Back then, Phillips was categorized as a proponent of ‘dirty
realism’, and while this is a term that seems to have fallen
out of fashion, it’s easy to see why this description was
used. There are stories about drug addiction, self-induced abortion and
petty crime. Many of the characters live in conditions of poverty,
often squalor. Disease is a recurrent theme, with cancer a particular
obsession. Many of these stories are not for the squeamish: this is
emphatically not an easy read. Here’s a passage showing an
American girl and her Colombian boyfriend smuggling drugs:
"They ran coke
and smack across the border in a flatbed truck with two borrowed babies
and some goats tied in back. Their stench in the flat heat, Hernando
dozing, his hands fisted. She felt them being devoured in the
carnivorous satin flower of Colombia. They pulled off the road and
squatted behind a chicken coop to fix. She saw he had done too much,
his eyes glazed. The coke came up in her throat. She grabbed the needle
from him and stuck it in a squawking rooster."
There’s
a merciless quality to passages like this, a total absence of
sentimentality. Yet Phillips does far more in these stories than give
us mere reports of the seamy side of life. She’s brilliant at
uncovering the tensions beneath the surface of family life, showing the
constant interplay of attraction and revulsion between husbands and
wives, parents and children.
Above all she
finds and communicates a
sense of wonder, the poetry inherent in the most apparently ordinary,
or hopeless, lives. This reflects a broad empathy on the
writer’s part, a willingness to identify with, not to judge,
people normally classed as losers, but also derives from an exact and
sensuous evocativeness in the prose:
"He left for
good soon after, thirty pounds of Mexican grass
stashed in the truck for a connection in Detroit. I went as far north
as I could get, snow that winter in Ottawa a constant slow sift that
cooled and cleaned a dirt heat I kept feeling for months; having
nothing of her but a sketch I’d taken from where she hid
them: a picture of trains dark slashed on tracks, and behind them the
sky opens up like a hole."
An interesting
feature of the collection taken as a whole is the way it
intersperses very short pieces – what we might call flash
fiction these days – with longer stories. The longer stories
themselves are far from traditional in style, some of them using
multiple perspectives, while others are intense interior monologues.

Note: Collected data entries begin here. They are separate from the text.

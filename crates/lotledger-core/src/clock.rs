//! Time source for ledger entry timestamps.

use chrono::{DateTime, Utc};

pub trait Clock: Send + Sync {
    fn now(&self) -> DateTime<Utc>;
}

/// Wall-clock time.
#[derive(Debug, Clone, Copy, Default)]
pub struct SystemClock;

impl Clock for SystemClock {
    fn now(&self) -> DateTime<Utc> {
        Utc::now()
    }
}

/// Always returns the same instant. Useful for reproducible tests.
#[derive(Debug, Clone, Copy)]
pub struct FixedClock(pub DateTime<Utc>);

impl Clock for FixedClock {
    fn now(&self) -> DateTime<Utc> {
        self.0
    }
}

But for me it is the shorter pieces which are the most striking. Some
of them are more akin to prose poems than ‘stories’

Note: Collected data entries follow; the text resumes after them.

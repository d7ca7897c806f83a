//! Application context for the Lotledger CLI.
//!
//! Bundles the CLI arguments with the lazily-loaded config and ledger.

use once_cell::unsync::OnceCell;

use lotledger_core::Ledger;

use crate::cli::Cli;
use crate::config::LotledgerConfig;
use crate::constants::FALLBACK_ACTOR;
use crate::errors::CliError;

use super::resolver::{init_hint, load_config, missing_ledger_message, resolve_ledger_path};

/// Application context that bundles CLI args with config and the open ledger.
///
/// This avoids repeatedly loading config and threading multiple parameters
/// through handler functions.
pub struct AppContext<'a> {
    cli: &'a Cli,
    config: OnceCell<Option<LotledgerConfig>>,
    ledger: OnceCell<Ledger>,
}

impl<'a> AppContext<'a> {
    /// Create a new application context from CLI arguments.
    pub fn new(cli: &'a Cli) -> Self {
        Self {
            cli,
            config: OnceCell::new(),
            ledger: OnceCell::new(),
        }
    }

    /// Get the CLI arguments.
    pub fn cli(&self) -> &Cli {
        self.cli
    }

    /// Check if quiet mode is enabled.
    pub fn quiet(&self) -> bool {
        self.cli.quiet
    }

    pub fn json(&self) -> bool {
        self.cli.json
    }

    /// Actor recorded in ledger entries: `--actor`, then `$USER`.
    pub fn actor(&self) -> String {
        self.cli
            .actor
            .clone()
            .or_else(|| std::env::var("USER").ok())
            .filter(|value| !value.trim().is_empty())
            .unwrap_or_else(|| FALLBACK_ACTOR.to_string())
    }

    /// Get the config file contents, loading them lazily. `None` when no
    /// config file exists.
    pub fn config(&self) -> anyhow::Result<Option<&LotledgerConfig>> {
        let config = self.config.get_or_try_init(load_config)?;
        Ok(config.as_ref())
    }

    /// Open the ledger on first use.
    pub fn ledger(&self) -> anyhow::Result<&Ledger> {
        self.ledger.get_or_try_init(|| {
            let config = self.config()?;
            let path = resolve_ledger_path(self.cli, config)?;
            if !path.exists() {
                return Err(CliError::not_found(missing_ledger_message(&path), init_hint()).into());
            }
            let engine = config.map(|config| config.engine.clone()).unwrap_or_default();
            tracing::debug!(path = %path.display(), "opening ledger");
            Ok(Ledger::open(&path, engine)?)
        })
    }
}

as we normally understand the term. The best – Solo Dance,
for example, or Under
the Boardwalk – are among the most
powerful pieces of fiction I’ve ever read, in their capacity
to reverberate in the reader’s imagination long after
you’ve put the book down. It took me about three minutes to
read Under the Boardwalk,
but it continues to haunt me fifteen years
later.
This makes it
all the more surprising that Phillips seems to
have abandoned writing flash fiction after she published this
collection. But anyone who appreciates the intensity of good flash
fiction should read Black
Tickets. Phillips has an uncanny ability to
evoke a way of life, a whole world, in a sentence or two:
"So I hitched
down Sunday morning, mud churches on all three
dirt streets ringing their black bells. I found him wringing a
chicken’s neck in the yard, did it quick and finished before
he looked at me."
Brian George
lives in South Wales. His poetry and short fiction have appeared in
literary journals, and he was a prizewinner in the 2001 Rhys Davies
Competition. His first collection of short stories, Walking the
Labyrinth, is published by Stonebridge Publications.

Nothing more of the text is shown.